A Relação entre Tempo e Memória na Obra de Andrei Tarkovski

Através de uma articulação rítmica do tempo e da memória, Andrei Tarkovski concilia diferentes aspectos imagéticos e forma um cinema como poesia e uma poesia como cinema.

Por Pedro Vidal*

“O tempo é um estado: a chama em que vive a salamandra da alma humana. O tempo e a memória incorporam-se numa só entidade, são como os dois lados de uma medalha.” — Andrei Tarkovski.

A ligação singular de tempo e lugar constitui na obra do cineasta Andrei Tarkovski um papel fundamental, a matéria nunca é apenas física pois a sua impressão temporal distorce as suas características, moldando, dessa forma, o principal tema da filmografia do diretor: a memória. O lugar é sempre um espaço no tempo, certos locais podem servir como arquivos de eminências particulares, a memória determina a nossa humanidade.

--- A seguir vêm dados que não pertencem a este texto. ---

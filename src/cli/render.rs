use console::style;

use crate::core::instance::{DashboardStats, Instance, RecentTask};
use crate::core::task::aggregate::{self, DatabaseSummary, FailedCell, Progress, TaskProgress};
use crate::core::task::create::{CreateTaskRequest, TaskPlan};
use crate::core::task::model::{
    DatabaseInfo, ExecutionStats, Page, QueryTask, QueryTaskSql, SqlExecutions,
};
use crate::core::task::status::Status;
use crate::core::terminal::{
    GuideSection, Table, print_warn, progress_bar, styled_outcome, styled_status, truncate,
};

const BAR_WIDTH: usize = 24;

pub(crate) fn task_list(page: &Page<QueryTask>, page_no: u32, page_size: u32) {
    if page.items.is_empty() {
        println!("No tasks found.");
        return;
    }
    let mut table = Table::new(["ID", "NAME", "STATUS", "DATABASES", "SQLS", "FAV", "CREATED"]);
    for task in &page.items {
        table.row(vec![
            task.id.to_string(),
            truncate(&task.task_name, 32),
            styled_status(task.status).to_string(),
            counter_cell(task.completed_dbs, task.failed_dbs, task.total_dbs),
            counter_cell(task.completed_sqls, task.failed_sqls, task.total_sqls),
            if task.is_favorite { "★" } else { "" }.to_string(),
            task.created_at.clone(),
        ]);
    }
    table.print();
    let pages = page.total.div_ceil(u64::from(page_size.max(1)));
    println!(
        "{}",
        style(format!(
            "page {} of {} ({} tasks)",
            page_no,
            pages.max(1),
            page.total
        ))
        .dim()
    );
}

fn counter_cell(completed: u32, failed: u32, total: u32) -> String {
    if failed > 0 {
        format!("{}/{} ({} failed)", completed, total, style(failed).red())
    } else {
        format!("{}/{}", completed, total)
    }
}

pub(crate) fn task_summary(task: &QueryTask, progress: &TaskProgress) {
    let mut section = GuideSection::new(&format!("Task #{}  {}", task.id, task.task_name))
        .status("Status", &styled_status(task.status).to_string())
        .status("Outcome", &styled_outcome(aggregate::outcome(task)).to_string())
        .status("Databases", &progress_bar(&progress.dbs, BAR_WIDTH))
        .status("Statements", &progress_bar(&progress.sqls, BAR_WIDTH));
    if progress.cells.total > 0 {
        section = section.status("Executions", &progress_bar(&progress.cells, BAR_WIDTH));
    }
    let (pending_dbs, pending_sqls) = (task.pending_dbs(), task.pending_sqls());
    if pending_dbs + pending_sqls > 0 {
        section = section.status(
            "Pending",
            &format!("{} database(s), {} statement(s)", pending_dbs, pending_sqls),
        );
    }
    if !task.description.is_empty() {
        section = section.status("Description", &task.description);
    }
    section = section
        .status("Favorite", if task.is_favorite { "yes" } else { "no" })
        .status("Created", &task.created_at);
    if let Some(started) = &task.started_at {
        section = section.status("Started", started);
    }
    if let Some(completed) = &task.completed_at {
        section = section.status("Finished", completed);
    }
    section.print();

    if let Err(violations) = task.check_invariants() {
        for violation in violations {
            print_warn(&format!("server reported inconsistent counters: {}", violation));
        }
    }
}

/// Statement list with per-statement progress. Uses the matrix when it is
/// available and the statement's own counters otherwise.
pub(crate) fn statement_table(sqls: &[QueryTaskSql], progress: &TaskProgress) {
    let mut ordered: Vec<&QueryTaskSql> = sqls.iter().collect();
    ordered.sort_by_key(|sql| sql.sql_order);

    let mut table = Table::new(["#", "SQL ID", "STATEMENT", "PROGRESS", "COLUMNS"]);
    for sql in ordered {
        let cells = progress
            .per_sql
            .iter()
            .find(|summary| summary.sql_id == sql.id)
            .map(|summary| summary.cells)
            .unwrap_or_else(|| {
                aggregate::Progress::new(sql.total_dbs, sql.completed_dbs, sql.failed_dbs)
            });
        table.row(vec![
            sql.sql_order.to_string(),
            sql.id.to_string(),
            truncate(&sql.sql_content, 48),
            progress_bar(&cells, 12),
            sql.columns().len().to_string(),
        ]);
    }
    if !table.is_empty() {
        println!();
        table.print();
    }
}

/// Target databases of a task with their cell progress across statements.
/// Targets the matrix does not mention yet show as pending.
pub(crate) fn target_table(task: &QueryTask, per_db: &[DatabaseSummary]) {
    let targets = task.target_databases();
    let mut table = Table::new(["DATABASE", "STATUS", "CELLS"]);
    for target in &targets {
        let (status, cells) = per_db
            .iter()
            .find(|db| db.key() == target.key())
            .map(|db| (db.status(), db.cells))
            .unwrap_or((Status::Pending, Progress::default()));
        table.row(vec![
            target.label(),
            styled_status(status).to_string(),
            progress_bar(&cells, 8),
        ]);
    }
    let unlisted = per_db
        .iter()
        .filter(|db| !targets.iter().any(|t| t.key() == db.key()));
    for db in unlisted {
        table.row(vec![
            db.target().label(),
            styled_status(db.status()).to_string(),
            progress_bar(&db.cells, 8),
        ]);
    }
    if !table.is_empty() {
        println!();
        table.print();
    }
}

/// Per-cell status for every statement, grouped by database.
pub(crate) fn execution_matrix(sqls: &[SqlExecutions]) {
    for sql in aggregate::ordered_sqls(sqls) {
        let groups = aggregate::group_by_database(sql);
        println!(
            "\n{} {}",
            style(format!("SQL #{}", sql.sql_order)).bold(),
            style(truncate(&sql.sql_content, 60)).dim()
        );
        if groups.is_empty() {
            println!("  no executions yet");
            continue;
        }
        let mut table = Table::new(["DATABASE", "INSTANCE", "STATUS", "ROWS", "TIME", "ERROR"]);
        for group in groups {
            for cell in group.cells {
                table.row(vec![
                    group.database_name.to_string(),
                    cell.instance_name.clone(),
                    styled_status(cell.status).to_string(),
                    cell.result_count.map(|n| n.to_string()).unwrap_or_default(),
                    cell.execution_time
                        .map(|ms| format!("{}ms", ms))
                        .unwrap_or_default(),
                    cell.failure()
                        .map(|e| style(truncate(e, 48)).red().to_string())
                        .unwrap_or_default(),
                ]);
            }
        }
        for line in table.render().lines() {
            println!("  {}", line);
        }
    }
}

pub(crate) fn failed_cells(cells: &[FailedCell]) {
    let mut table = Table::new(["SQL", "EXECUTION", "INSTANCE", "DATABASE", "ERROR"]);
    for cell in cells {
        let instance = if cell.instance_name.is_empty() {
            format!("#{}", cell.instance_id)
        } else {
            cell.instance_name.clone()
        };
        table.row(vec![
            format!("#{}", cell.sql_order),
            cell.execution_id.to_string(),
            instance,
            cell.database_name.clone(),
            style(&cell.error_message).red().to_string(),
        ]);
    }
    table.print();
}

/// Server statistics next to the same partitions derived from the matrix.
pub(crate) fn execution_stats(stats: &ExecutionStats, local_dbs: &Progress, local_sqls: &Progress) {
    let mut table = Table::new(["", "TOTAL", "COMPLETED", "FAILED", "PENDING", "LOCAL"]);
    table.row(vec![
        "databases".to_string(),
        stats.db.total.to_string(),
        stats.db.completed.to_string(),
        stats.db.failed.to_string(),
        stats.db.pending.to_string(),
        progress_bar(local_dbs, 10),
    ]);
    table.row(vec![
        "statements".to_string(),
        stats.sql.total.to_string(),
        stats.sql.completed.to_string(),
        stats.sql.failed.to_string(),
        stats.sql.pending.to_string(),
        progress_bar(local_sqls, 10),
    ]);
    table.print();
}

pub(crate) fn plan(request: &CreateTaskRequest, plan: &TaskPlan) {
    let draft = plan.draft(request);
    let mut section = GuideSection::new(&format!("Plan  {}", draft.task_name))
        .status("Mode", request.database_mode.as_str())
        .status("Databases", &draft.total_dbs.to_string())
        .status("Statements", &draft.total_sqls.to_string())
        .status("Executions", &plan.cell_count().to_string())
        .blank();
    for target in &plan.targets {
        section = section.bullet(&target.label());
    }
    section = section.blank();
    for (index, statement) in plan.statements.iter().enumerate() {
        section = section.text(&format!("{}. {}", index + 1, truncate(statement, 72)));
    }
    section.print();
    if plan.targets.is_empty() {
        print_warn("No database would be targeted.");
    }
}

/// One line per poll while watching.
pub(crate) fn watch_line(task: &QueryTask, progress: &TaskProgress, poll: u32) -> String {
    let mut line = format!(
        "{} {}  dbs {}  sqls {}",
        style(format!("[{:>3}]", poll)).dim(),
        styled_status(task.status),
        progress_bar(&progress.dbs, 16),
        progress_bar(&progress.sqls, 8)
    );
    if progress.cells.total > 0 {
        line.push_str(&format!("  cells {}%", progress.cells.percent()));
    }
    line
}

pub(crate) fn instance_list(page: &Page<Instance>, page_no: u32, page_size: u32) {
    if page.items.is_empty() {
        println!("No instances registered.");
        return;
    }
    let mut table = Table::new(["ID", "NAME", "ADDRESS", "USER", "VERSION", "REMARK"]);
    for instance in &page.items {
        table.row(vec![
            instance.id.to_string(),
            truncate(&instance.name, 24),
            instance.address(),
            instance.username.clone(),
            instance.version.clone(),
            truncate(&instance.remark, 32),
        ]);
    }
    table.print();
    let pages = page.total.div_ceil(u64::from(page_size.max(1)));
    println!(
        "{}",
        style(format!(
            "page {} of {} ({} instances)",
            page_no,
            pages.max(1),
            page.total
        ))
        .dim()
    );
}

pub(crate) fn instance_detail(instance: &Instance, dbs: &[DatabaseInfo]) {
    let mut section = GuideSection::new(&format!("Instance #{}  {}", instance.id, instance.name))
        .status("Address", &instance.address())
        .status("User", &instance.username)
        .status("Version", &instance.version);
    for entry in &instance.params {
        for (key, value) in entry {
            section = section.status("Param", &format!("{}={}", key, value));
        }
    }
    if !instance.remark.is_empty() {
        section = section.status("Remark", &instance.remark);
    }
    section = section
        .status("Updated", &instance.updated_at)
        .status("Databases", &dbs.len().to_string());
    section.print();
    if !dbs.is_empty() {
        let names: Vec<&str> = dbs.iter().map(|db| db.name.as_str()).collect();
        println!("  {}", style(names.join("  ")).dim());
    }
    println!();
}

fn recent_table(tasks: &[RecentTask]) {
    let mut table = Table::new(["ID", "NAME", "STATUS", "CREATED"]);
    for task in tasks {
        table.row(vec![
            task.id.to_string(),
            truncate(&task.task_name, 40),
            styled_status(task.status).to_string(),
            task.created_at.clone().unwrap_or_default(),
        ]);
    }
    table.print();
}

pub(crate) fn dashboard(stats: &DashboardStats) {
    let counts = &stats.task_summary;
    GuideSection::new("Dashboard")
        .status("Instances", &stats.total_instances.to_string())
        .status("Tasks", &counts.total.to_string())
        .status("Pending", &counts.pending.to_string())
        .status("Running", &style(counts.running).cyan().to_string())
        .status("Completed", &style(counts.completed).green().to_string())
        .status("Failed", &style(counts.failed).red().to_string())
        .print();
    if !stats.recent_tasks.is_empty() {
        println!("\n{}", style("Recent tasks").bold());
        recent_table(&stats.recent_tasks);
    }
    if !stats.favorite_tasks.is_empty() {
        println!("\n{}", style("Favorite tasks").bold());
        recent_table(&stats.favorite_tasks);
    }
    println!();
}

Tarkovski explorou a memória com uma percepção filosófica por toda a sua carreira, a representação de uma lembrança como imagem carrega um peso literário que movimenta os espaços fílmicos do autor. Esse teor poético é fundamentado nas coisas que não percebemos no cotidiano, configurando um processo de internalização do comum que aproxima o cinema poético da realidade.

Pôster de Mirror de 1975

“Esculpir o Tempo” era o nome da teoria de Tarkovski sobre o cinema. Sua principal função seria alterar os padrões da nossa perspectiva temporal, desenvolvendo um ritmo particular e sofisticado. “O fator dominante e todo-poderoso da imagem do filme é o ritmo, expressando o curso do tempo dentro do quadro.” Ao usar tomadas longas com ritmos lentos e poucos cortes em seus filmes, o tempo se dilata e se perde, ressaltando, assim, a ligação entre um tempo e outro, o que constrói uma atmosfera onírica.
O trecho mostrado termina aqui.